Package {bean}


Type: Package
Title: Data Thinning of Species Occurrences in Environmental Space
Version: 0.2.0
Maintainer: Paanwaris Paansri <paanwaris@vt.edu>
Description: A suite of tools to mitigate sampling bias in species occurrence records by thinning data in the environmental space (E-space). This process can improve the accuracy and precision of species distribution models (SDM, also known as ecological niche models, ENM). The package offers a data-driven protocol to determine thinning parameters using kernel-density bandwidth selection. Two thinning methods are provided (stochastic and deterministic) to reduce over-sampled environmental conditions and down-weight outlier observations. The name 'bean' reflects the core principle of the method: each 'pod' (a grid cell in E-space) is allowed to contain only a limited number of 'beans' (occurrence points). See Silverman (1986, ISBN:978-0-412-24620-3) and Rousseeuw and Leroy (2003, ISBN:978-0-471-48855-2) for the underlying statistical methods.
License: MIT + file LICENSE
URL: https://github.com/paanwaris/bean, https://paanwaris.github.io/bean/
BugReports: https://github.com/paanwaris/bean/issues
Encoding: UTF-8
LazyData: true
Depends: R (≥ 4.0)
Imports: MASS, stats, terra
Suggests: covr, knitr, rmarkdown, testthat (≥ 3.0.0), ggplot2, rgl
VignetteBuilder: knitr
Config/testthat/edition: 3
Config/roxygen2/version: 8.0.0
RoxygenNote: 8.0.0
NeedsCompilation: no
Packaged: 2026-05-27 14:37:15 UTC; paanw
Author: Paanwaris Paansri ORCID iD [cre, aut], Luis E. Escobar ORCID iD [aut, ctb]
Repository: CRAN
Date/Publication: 2026-05-30 13:50:07 UTC

bean: Data Thinning of Species Occurrences in Environmental Space

Description

logo

A suite of tools to mitigate sampling bias in species occurrence records by thinning data in the environmental space (E-space). This process can improve the accuracy and precision of species distribution models (SDM, also known as ecological niche models, ENM). The package offers a data-driven protocol to determine thinning parameters using kernel-density bandwidth selection. Two thinning methods are provided (stochastic and deterministic) to reduce over-sampled environmental conditions and down-weight outlier observations. The name 'bean' reflects the core principle of the method: each 'pod' (a grid cell in E-space) is allowed to contain only a limited number of 'beans' (occurrence points). See Silverman (1986, ISBN:978-0-412-24620-3) and Rousseeuw and Leroy (2003, ISBN:978-0-471-48855-2) for the underlying statistical methods.

Author(s)

Maintainer: Paanwaris Paansri paanwaris@vt.edu (ORCID)

Authors:

See Also

Useful links:


Find an objective environmental grid resolution

Description

Calculates an objective, data-driven grid resolution for environmental thinning. For each environmental variable, the function selects a bandwidth for a kernel-density estimate (KDE) of the marginal distribution. The chosen bandwidth defines the spatial scale below which two observations carry essentially redundant information, and is therefore a natural choice for the edge length of an environmental grid cell.

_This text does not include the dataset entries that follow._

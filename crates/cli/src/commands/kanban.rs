// SPDX-License-Identifier: BUSL-1.1
// Copyright (c) 2026 Alfred Jean LLC

//! `hq kanban` - board and swimlane commands.

use anyhow::Result;
use clap::Subcommand;
use serde_json::json;

use super::agent::strip_nulls;
use super::CommandContext;
use crate::output::{format_or_json, print_table, short_id};

#[derive(Subcommand)]
pub enum KanbanCommand {
    /// List swimlanes
    Lanes,
    /// Create a swimlane
    CreateLane {
        name: String,
        #[arg(long)]
        runtime: Option<String>,
        #[arg(long)]
        workdir: Option<String>,
        /// Auto-start tasks created in this lane
        #[arg(long)]
        auto_start: bool,
        /// Auto-close finished tasks in this lane
        #[arg(long)]
        auto_close: bool,
    },
    /// Delete a swimlane
    DeleteLane { id: String },
    /// Show the board grouped by column
    Board,
    /// Create a task on the board
    CreateTask {
        description: String,
        #[arg(long)]
        lane: Option<String>,
        #[arg(long)]
        role: Option<String>,
    },
    /// Move a task to in_progress and hand it to the orchestrator
    Start { id: String },
    /// Pull a task back to todo, cancelling its assignment
    Stop { id: String },
}

pub async fn run(command: KanbanCommand, ctx: &CommandContext) -> Result<()> {
    match command {
        KanbanCommand::Lanes => {
            let lanes = ctx.client.call("kanban.listLanes", json!({})).await?;
            format_or_json(ctx.json, &lanes, || {
                print_table(
                    lanes.as_array().map(Vec::as_slice).unwrap_or_default(),
                    &[
                        ("ID", "id"),
                        ("NAME", "name"),
                        ("RUNTIME", "runtimeId"),
                        ("SESSION", "sessionName"),
                    ],
                );
            })
        }
        KanbanCommand::CreateLane { name, runtime, workdir, auto_start, auto_close } => {
            let params = strip_nulls(json!({
                "name": name,
                "runtime": runtime,
                "workingDirectory": workdir,
                "defaultToggles": { "autoStart": auto_start, "autoClose": auto_close },
            }));
            let lane = ctx.client.call("kanban.createLane", params).await?;
            format_or_json(ctx.json, &lane, || {
                println!("Lane created: {}", lane["id"].as_str().unwrap_or("-"));
            })
        }
        KanbanCommand::DeleteLane { id } => {
            ctx.client.call("kanban.deleteLane", json!({ "id": id })).await?;
            println!("Lane deleted: {id}");
            Ok(())
        }
        KanbanCommand::Board => {
            let board = ctx.client.call("kanban.getBoard", json!({})).await?;
            format_or_json(ctx.json, &board, || {
                for column in ["backlog", "todo", "in_progress", "in_review", "done"] {
                    let tasks = board[column].as_array().cloned().unwrap_or_default();
                    println!("{} ({})", column.to_uppercase(), tasks.len());
                    for task in tasks {
                        println!(
                            "  {}  {}",
                            short_id(&task["id"]),
                            task["description"].as_str().unwrap_or("-")
                        );
                    }
                }
            })
        }
        KanbanCommand::CreateTask { description, lane, role } => {
            let params = strip_nulls(json!({
                "description": description,
                "lane": lane,
                "role": role,
            }));
            let task = ctx.client.call("kanban.createTask", params).await?;
            format_or_json(ctx.json, &task, || {
                println!("Task created: {}", task["id"].as_str().unwrap_or("-"));
            })
        }
        KanbanCommand::Start { id } => {
            let task = ctx.client.call("kanban.startTask", json!({ "id": id })).await?;
            format_or_json(ctx.json, &task, || {
                println!("Task started: {}", task["id"].as_str().unwrap_or("-"));
            })
        }
        KanbanCommand::Stop { id } => {
            let task = ctx.client.call("kanban.stopTask", json!({ "id": id })).await?;
            format_or_json(ctx.json, &task, || {
                println!("Task stopped: {}", task["id"].as_str().unwrap_or("-"));
            })
        }
    }
}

Three established bandwidth selectors are supported (see Details):

Usage

find_env_resolution(
  data,
  env_vars,
  method = c("sheather-jones", "silverman", "scott")
)

Arguments

data

A data.frame containing the environmental variables.

env_vars

A character vector specifying the environmental variables to analyse.

method

The bandwidth selector. One of "sheather-jones" (default), "silverman", or "scott".

Details

Why a bandwidth? A good environmental grid cell should be small enough to distinguish ecologically meaningful differences, but large enough to absorb sampling noise. A kernel density bandwidth chosen from the data answers exactly that question: it is the scale at which the empirical density of observations becomes smooth. Using it as the grid resolution yields one occurrence per cell on average when the sampling intensity is near the mode of the data.

Selectors.

If "sheather-jones" fails (this can happen with strongly tied data), the function falls back to Silverman's rule for that variable and emits a message().

Value

An object of class bean_env_resolution (a list) with:

suggested_resolution

A named numeric vector of the suggested grid resolution for each variable, in the units of that variable.

bandwidths

The bandwidths used to derive each resolution (identical to suggested_resolution).

density_data

A long-format data.frame of the kernel density estimates, used by plot.bean_env_resolution.

method

The bandwidth selector that was used.

References

Sheather, S. J. & Jones, M. C. (1991). A reliable data-based bandwidth selection method for kernel density estimation. Journal of the Royal Statistical Society: Series B, 53(3), 683–690.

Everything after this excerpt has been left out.